This is taken to be the very foundation of what has since become known as the Australian Impressionist Movement. What a pity that the catalogue’s declaration was not spoken on camera: When you draw, form is the important thing; but in painting the first thing to look for is the general impression of colour. Had it been, we might have assumed it to have been written by Monet, Sisley or perhaps Renoir. Not so: it was attributed to G E R O M E, that is, Jean-Léon Gérôme (1824-1904), creator of huge “history” paintings and comparably vast works of surreptitious eroticism; also the copyist, for a fee, of admired paintings in public galleries – and an inveterate opponent of Impressionism, referring to it as “such filth.” To the French President he declared it “The dishonour of France.”

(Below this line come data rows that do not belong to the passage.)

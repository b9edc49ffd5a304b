use fleetlink::codec::{FrameDecoder, FrameEncoder};
use fleetlink::config::{CodecConfig, DEFAULT_AGENT_PORT};
use fleetlink::protocol::AgentCommand;
use serde_json::{json, Value};
use std::f64::consts::PI;
use std::sync::Arc;
use std::time::Duration;
use tokio::io::{AsyncReadExt, AsyncWriteExt};
use tokio::net::{TcpListener, TcpStream};
use tokio::sync::Mutex;
use tokio::time;
use tracing::{error, info, warn};

const TELEMETRY_PERIOD: Duration = Duration::from_millis(500);
const COSTMAP_EVERY: u64 = 6;
const COSTMAP_SIZE: usize = 40;
const COSTMAP_RESOLUTION: f64 = 0.05;

/// Simulated robot body, shared by every connected gateway.
#[derive(Debug, Default)]
struct SimState {
    x: f64,
    y: f64,
    yaw: f64,
    linear: f64,
    angular: f64,
    goal: Option<(f64, f64)>,
}

impl SimState {
    fn step(&mut self, dt: f64) {
        if let Some((gx, gy)) = self.goal {
            let (dx, dy) = (gx - self.x, gy - self.y);
            let distance = dx.hypot(dy);
            if distance < 0.05 {
                self.goal = None;
                self.linear = 0.0;
                self.angular = 0.0;
            } else {
                self.yaw = dy.atan2(dx);
                self.linear = distance.min(0.5);
                self.angular = 0.0;
            }
        }

        self.yaw = (self.yaw + self.angular * dt + PI).rem_euclid(2.0 * PI) - PI;
        self.x += self.linear * self.yaw.cos() * dt;
        self.y += self.linear * self.yaw.sin() * dt;
    }

    fn apply(&mut self, command: &AgentCommand) {
        match command {
            AgentCommand::Control(c) => {
                self.goal = None;
                self.linear = c.linear_x;
                self.angular = c.angular_z;
            }
            AgentCommand::Navigate(n) => {
                self.goal = Some((n.x, n.y));
                self.yaw = n.heading.to_radians();
            }
        }
    }

    fn telemetry(&self) -> Value {
        let half = self.yaw / 2.0;
        json!({
            "type": "status",
            "payload": {
                "velocity": {
                    "linear": {"x": self.linear},
                    "angular": {"z": self.angular}
                },
                "pose": {"pose": {
                    "position": {"x": self.x, "y": self.y, "z": 0.0},
                    "orientation": {"x": 0.0, "y": 0.0, "z": half.sin(), "w": half.cos()}
                }}
            }
        })
    }

    /// Square costmap centred on the robot with a ring of obstacles and an
    /// unknown border.
    fn costmap(&self) -> Value {
        let n = COSTMAP_SIZE;
        let centre = (n as f64 - 1.0) / 2.0;
        let data: Vec<i32> = (0..n * n)
            .map(|i| {
                let (col, row) = ((i % n) as f64, (i / n) as f64);
                let r = (col - centre).hypot(row - centre);
                if col == 0.0 || row == 0.0 || col as usize == n - 1 || row as usize == n - 1 {
                    -1
                } else if (r - centre * 0.7).abs() < 1.0 {
                    100
                } else {
                    ((r / centre) * 30.0) as i32
                }
            })
            .collect();
        let span = n as f64 * COSTMAP_RESOLUTION;

        json!({
            "type": "costmap",
            "payload": {
                "global_costmap": {
                    "info": {
                        "width": n,
                        "height": n,
                        "resolution": COSTMAP_RESOLUTION,
                        "origin": {"position": {"x": self.x - span / 2.0, "y": self.y - span / 2.0, "z": 0.0}}
                    },
                    "data": data
                }
            }
        })
    }
}

#[tokio::main]
async fn main() -> Result<(), Box<dyn std::error::Error>> {
    tracing_subscriber::fmt::init();

    let port = std::env::args()
        .nth(1)
        .map(|p| p.parse::<u16>())
        .transpose()?
        .unwrap_or(DEFAULT_AGENT_PORT);

    println!("🤖 Mock Fleet Agent");
    println!("===================");

    let state = Arc::new(Mutex::new(SimState::default()));

    let physics_state = Arc::clone(&state);
    tokio::spawn(async move {
        let mut interval = time::interval(Duration::from_millis(100));
        loop {
            interval.tick().await;
            physics_state.lock().await.step(0.1);
        }
    });

    let listener = TcpListener::bind(("0.0.0.0", port)).await?;
    info!("🌐 Agent listening on port {}", port);

    loop {
        tokio::select! {
            accepted = listener.accept() => match accepted {
                Ok((stream, addr)) => {
                    info!("🔗 Gateway connected: {}", addr);
                    let client_state = Arc::clone(&state);
                    tokio::spawn(async move {
                        if let Err(e) = handle_gateway(stream, client_state).await {
                            warn!("Gateway {} error: {}", addr, e);
                        }
                        info!("🔌 Gateway {} disconnected", addr);
                    });
                }
                Err(e) => error!("Failed to accept connection: {}", e),
            },
            _ = tokio::signal::ctrl_c() => break,
        }
    }

    println!("🛑 Mock agent stopped");
    Ok(())
}

async fn handle_gateway(
    stream: TcpStream,
    state: Arc<Mutex<SimState>>,
) -> Result<(), Box<dyn std::error::Error + Send + Sync>> {
    let codec = CodecConfig::default();
    let encoder = FrameEncoder::new(&codec);
    let mut decoder = FrameDecoder::new(&codec);
    let (mut reader, mut writer) = stream.into_split();

    let telemetry_state = Arc::clone(&state);
    let telemetry_task = tokio::spawn(async move {
        let mut interval = time::interval(TELEMETRY_PERIOD);
        let mut tick: u64 = 0;
        loop {
            interval.tick().await;
            let messages = {
                let state = telemetry_state.lock().await;
                let mut messages = vec![state.telemetry()];
                if tick % COSTMAP_EVERY == 0 {
                    messages.push(state.costmap());
                }
                messages
            };
            tick += 1;

            for message in messages {
                let frame = match encoder.encode(&message) {
                    Ok(frame) => frame,
                    Err(e) => {
                        error!("Failed to encode telemetry: {}", e);
                        continue;
                    }
                };
                if let Err(e) = writer.write_all(&frame).await {
                    warn!("Failed to send telemetry: {}", e);
                    return;
                }
            }
        }
    });

    let mut buffer = vec![0u8; 4096];
    loop {
        let n = reader.read(&mut buffer).await?;
        if n == 0 {
            break;
        }
        for frame in decoder.feed(&buffer[..n]) {
            let frame = match frame {
                Ok(frame) => frame,
                Err(e) => {
                    warn!("Dropping bad frame: {}", e);
                    continue;
                }
            };
            match serde_json::from_value::<AgentCommand>(frame.clone()) {
                Ok(command) => {
                    info!("📥 COMMAND: {:?}", command);
                    state.lock().await.apply(&command);
                }
                Err(_) => warn!("Unknown frame: {}", frame),
            }
        }
    }

    telemetry_task.abort();
    Ok(())
}
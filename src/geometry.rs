use base64::Engine;
use serde::{Deserialize, Serialize};
use thiserror::Error;

/// Occupancy cell value for unknown/unobserved space.
pub const UNKNOWN_CELL: i32 = -1;
/// Occupancy maps report probabilities scaled to 0-100.
pub const OCCUPANCY_MAX: i32 = 100;

pub type Cells = Vec<Vec<i32>>;

#[derive(Debug, Error)]
pub enum GeometryError {
    #[error("array of {len} cells does not match {width}x{height}")]
    ShapeMismatch {
        len: usize,
        width: usize,
        height: usize,
    },
    #[error("grid rows have unequal lengths")]
    RaggedGrid,
    #[error("grid has no cells")]
    EmptyGrid,
    #[error("max value must be positive, got {0}")]
    InvalidMaxValue(i32),
    #[error("png encoding failed: {0}")]
    Encode(#[from] png::EncodingError),
}

#[derive(Debug, Clone, Copy, PartialEq, Serialize, Deserialize)]
pub struct Quaternion {
    pub x: f64,
    pub y: f64,
    pub z: f64,
    pub w: f64,
}

impl Default for Quaternion {
    fn default() -> Self {
        Self::IDENTITY
    }
}

impl Quaternion {
    pub const IDENTITY: Quaternion = Quaternion {
        x: 0.0,
        y: 0.0,
        z: 0.0,
        w: 1.0,
    };
}

/// How yaw is presented to display consumers.
#[derive(Debug, Clone, Copy, Default, PartialEq, Eq, Serialize, Deserialize)]
#[serde(rename_all = "snake_case")]
pub enum YawConvention {
    /// Raw `atan2` result in degrees, `(-180, 180]`, counter-clockwise positive.
    Signed,
    /// Clockwise-positive compass style, normalized to `[0, 360)`.
    #[default]
    InvertedNormalized,
}

pub fn quaternion_to_yaw_degrees(q: Quaternion, convention: YawConvention) -> f64 {
    let siny_cosp = 2.0 * (q.w * q.z + q.x * q.y);
    let cosy_cosp = 1.0 - 2.0 * (q.y * q.y + q.z * q.z);
    let yaw = siny_cosp.atan2(cosy_cosp).to_degrees();

    match convention {
        YawConvention::Signed => yaw,
        YawConvention::InvertedNormalized => {
            let heading = (-yaw).rem_euclid(360.0);
            // rem_euclid can round up to the modulus for tiny negatives, and
            // keeps the sign of a negated zero
            if heading >= 360.0 || heading == 0.0 {
                0.0
            } else {
                heading
            }
        }
    }
}

/// Slice a row-major flat array into `height` rows of `width` cells.
pub fn convert_1d_to_2d(flat: &[i32], width: usize, height: usize) -> Result<Cells, GeometryError> {
    if width.checked_mul(height) != Some(flat.len()) {
        return Err(GeometryError::ShapeMismatch {
            len: flat.len(),
            width,
            height,
        });
    }
    if width == 0 {
        return Ok(vec![Vec::new(); height]);
    }
    Ok(flat.chunks(width).map(<[i32]>::to_vec).collect())
}

/// Rotate 90° for display, optionally mirroring.
///
/// Source cell `(x, y)` lands at row `cols - x - 1`, column `rows - y - 1` when
/// mirrored or `y` otherwise.
pub fn rotate_and_mirror(grid: &[Vec<i32>], mirror: bool) -> Result<Cells, GeometryError> {
    let rows = grid.len();
    let cols = grid.first().map_or(0, Vec::len);
    if grid.iter().any(|row| row.len() != cols) {
        return Err(GeometryError::RaggedGrid);
    }

    let mut rotated = vec![vec![0; rows]; cols];
    for (y, row) in grid.iter().enumerate() {
        for (x, &cell) in row.iter().enumerate() {
            let column = if mirror { rows - y - 1 } else { y };
            rotated[cols - x - 1][column] = cell;
        }
    }
    Ok(rotated)
}

/// Luminance for one cell; `None` for unknown space.
fn luminance(cell: i32, max_value: i32, invert: bool) -> Option<u8> {
    if cell == UNKNOWN_CELL {
        return None;
    }
    let scaled = (f64::from(cell) / f64::from(max_value) * 255.0).clamp(0.0, 255.0);
    let value = if invert { 255.0 - scaled } else { scaled };
    Some(value as u8)
}

/// RGBA8 pixels for a rectangular grid. Unknown cells are black and fully
/// transparent, everything else is opaque grey.
pub fn rasterize(grid: &[Vec<i32>], max_value: i32, invert: bool) -> Result<Vec<u8>, GeometryError> {
    if max_value <= 0 {
        return Err(GeometryError::InvalidMaxValue(max_value));
    }
    let cols = grid.first().map_or(0, Vec::len);
    if grid.iter().any(|row| row.len() != cols) {
        return Err(GeometryError::RaggedGrid);
    }

    let mut pixels = Vec::with_capacity(grid.len() * cols * 4);
    for &cell in grid.iter().flatten() {
        match luminance(cell, max_value, invert) {
            Some(v) => pixels.extend_from_slice(&[v, v, v, 0xFF]),
            None => pixels.extend_from_slice(&[0, 0, 0, 0]),
        }
    }
    Ok(pixels)
}

pub fn grid_to_png(grid: &[Vec<i32>], max_value: i32, invert: bool) -> Result<Vec<u8>, GeometryError> {
    let height = grid.len();
    let width = grid.first().map_or(0, Vec::len);
    if width == 0 || height == 0 {
        return Err(GeometryError::EmptyGrid);
    }
    let pixels = rasterize(grid, max_value, invert)?;

    let mut out = Vec::new();
    {
        let mut encoder = png::Encoder::new(&mut out, width as u32, height as u32);
        encoder.set_color(png::ColorType::Rgba);
        encoder.set_depth(png::BitDepth::Eight);
        let mut writer = encoder.write_header()?;
        writer.write_image_data(&pixels)?;
        writer.finish()?;
    }
    Ok(out)
}

#[derive(Debug, Clone, Copy, PartialEq, Eq, Serialize, Deserialize)]
#[serde(rename_all = "camelCase")]
pub enum MapKind {
    Static,
    GlobalCostmap,
    LocalCostmap,
}

#[derive(Debug, Clone, PartialEq, Serialize, Deserialize)]
pub struct MapGrid {
    pub kind: MapKind,
    pub width: usize,
    pub height: usize,
    pub resolution: f64,
    pub origin: [f64; 3],
    pub cells: Cells,
}

impl MapGrid {
    pub fn from_flat(
        kind: MapKind,
        flat: &[i32],
        width: usize,
        height: usize,
        resolution: f64,
        origin: [f64; 3],
    ) -> Result<Self, GeometryError> {
        Ok(Self {
            kind,
            width,
            height,
            resolution,
            origin,
            cells: convert_1d_to_2d(flat, width, height)?,
        })
    }

    /// Display-oriented copy; width and height swap.
    pub fn rotated(&self, mirror: bool) -> Result<Self, GeometryError> {
        Ok(Self {
            kind: self.kind,
            width: self.height,
            height: self.width,
            resolution: self.resolution,
            origin: self.origin,
            cells: rotate_and_mirror(&self.cells, mirror)?,
        })
    }

    pub fn to_image(&self, max_value: i32, invert: bool) -> Result<MapImage, GeometryError> {
        Ok(MapImage {
            kind: self.kind,
            width: self.width,
            height: self.height,
            resolution: self.resolution,
            origin: self.origin,
            png: grid_to_png(&self.cells, max_value, invert)?,
        })
    }
}

#[derive(Debug, Clone, PartialEq, Serialize, Deserialize)]
pub struct MapImage {
    pub kind: MapKind,
    pub width: usize,
    pub height: usize,
    pub resolution: f64,
    pub origin: [f64; 3],
    #[serde(with = "serde_bytes")]
    pub png: Vec<u8>,
}

impl MapImage {
    pub fn png_base64(&self) -> String {
        base64::engine::general_purpose::STANDARD.encode(&self.png)
    }
}
//! Domain models for mirrored identity-provider users.
//!
//! The user store holds one record per provider-assigned id. Records are
//! created, patched, and removed by webhook deliveries; no other writer
//! exists for the synced fields.

use std::fmt;

use serde::{Deserialize, Serialize};

/// Strongly-typed user identifier.
///
/// Wraps the identity provider's opaque id. Ids are assigned by the
/// provider only and are never generated locally; once a record exists its
/// id is immutable.
#[derive(Debug, Clone, PartialEq, Eq, Hash, Serialize, Deserialize, sqlx::Type)]
#[sqlx(transparent)]
pub struct UserId(pub String);

impl UserId {
    /// Wraps a provider-assigned id.
    pub fn new(id: impl Into<String>) -> Self {
        Self(id.into())
    }

    /// Returns the id as a string slice.
    pub fn as_str(&self) -> &str {
        &self.0
    }
}

impl fmt::Display for UserId {
    fn fmt(&self, f: &mut fmt::Formatter<'_>) -> fmt::Result {
        write!(f, "{}", self.0)
    }
}

impl From<String> for UserId {
    fn from(id: String) -> Self {
        Self(id)
    }
}

impl From<&str> for UserId {
    fn from(id: &str) -> Self {
        Self(id.to_string())
    }
}

/// A user record mirrored from the identity provider.
#[derive(Debug, Clone, PartialEq, Eq, Serialize, Deserialize, sqlx::FromRow)]
pub struct User {
    /// Provider-assigned id. Primary key.
    pub id: UserId,

    /// Primary email address at the time of the last sync.
    pub email: String,

    /// Display name, given name and family name joined by a space.
    pub name: String,

    /// Avatar URL.
    pub image: String,

    /// Application-owned field. Starts empty; the sync path never writes
    /// it after creation.
    pub resume: String,
}

/// Partial change set applied by a user update event.
///
/// Absent fields leave the stored value untouched.
#[derive(Debug, Clone, Default, PartialEq, Eq, Serialize, Deserialize)]
pub struct UserUpdate {
    /// New primary email, if delivered.
    pub email: Option<String>,

    /// New display name, if delivered.
    pub name: Option<String>,

    /// New avatar URL, if delivered.
    pub image: Option<String>,
}

impl UserUpdate {
    /// Returns true when applying this change set would not modify any
    /// field.
    pub fn is_empty(&self) -> bool {
        self.email.is_none() && self.name.is_none() && self.image.is_none()
    }
}

#[cfg(test)]
mod tests {
    use super::*;

    #[test]
    fn user_id_display_matches_inner() {
        let id = UserId::from("user_2x9aBcD");
        assert_eq!(id.to_string(), "user_2x9aBcD");
        assert_eq!(id.as_str(), "user_2x9aBcD");
    }

    #[test]
    fn empty_update_detected() {
        assert!(UserUpdate::default().is_empty());

        let update = UserUpdate { email: Some("a@b.com".into()), ..Default::default() };
        assert!(!update.is_empty());
    }

    #[test]
    fn user_round_trips_through_json() {
        let user = User {
            id: UserId::from("u1"),
            email: "a@b.com".into(),
            name: "A B".into(),
            image: "http://x/img".into(),
            resume: String::new(),
        };

        let json = serde_json::to_value(&user).unwrap();
        assert_eq!(json["id"], "u1");
        assert_eq!(json["resume"], "");

        let back: User = serde_json::from_value(json).unwrap();
        assert_eq!(back, user);
    }
}
//! Error types and result handling for user store operations.
//!
//! Defines the store-facing error taxonomy and its mapping from sqlx
//! errors. Handler-level failures (verification, payload shape) live in
//! the API crate; everything that can go wrong between the sync handler
//! and the database surfaces as a `CoreError`.

use std::time::Duration;

use thiserror::Error;

/// Result type alias using `CoreError`.
pub type Result<T> = std::result::Result<T, CoreError>;

/// Core error type for store operations.
#[derive(Debug, Error)]
pub enum CoreError {
    /// Database operation failed.
    #[error("database error: {0}")]
    Database(String),

    /// Store call exceeded its deadline.
    #[error("store operation timed out after {0:?}")]
    Timeout(Duration),

    /// Entity not found.
    #[error("not found: {0}")]
    NotFound(String),

    /// Constraint violation.
    #[error("constraint violation: {0}")]
    ConstraintViolation(String),

    /// Invalid input.
    #[error("invalid input: {0}")]
    InvalidInput(String),
}

impl From<sqlx::Error> for CoreError {
    fn from(err: sqlx::Error) -> Self {
        match err {
            sqlx::Error::RowNotFound => Self::NotFound("requested entity not found".to_string()),
            sqlx::Error::Database(db_err) if db_err.is_unique_violation() => {
                Self::ConstraintViolation(format!("unique constraint violation: {db_err}"))
            },
            sqlx::Error::Database(db_err) if db_err.is_foreign_key_violation() => {
                Self::ConstraintViolation(format!("foreign key constraint violation: {db_err}"))
            },
            _ => Self::Database(err.to_string()),
        }
    }
}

So is someone being devious here? Not at all: the catalogue text uses the word impressionist only to identify an artist who seeks to capture a momentary effect (the catalogue’s impartial term, distinct from the more partisan impression). These small paintings by Roberts, Streeton, Conder, McCubbin and friends were intended to make their art works known to the public through small specimens, not to be a manifesto of artistic radicalism. Attempts to equate these Australians with French artists whose work they hardly knew, if at all, seems a substitute for that television programme’s neglect of Australian art’s nineteenth- century landscape development, culminating in that of Louis Buvelot (1814-88). Seen as a mentor and rôle model by these younger artists, he inspired them with truth to direct experience, as espoused by French landscape painters of the Barbizon School.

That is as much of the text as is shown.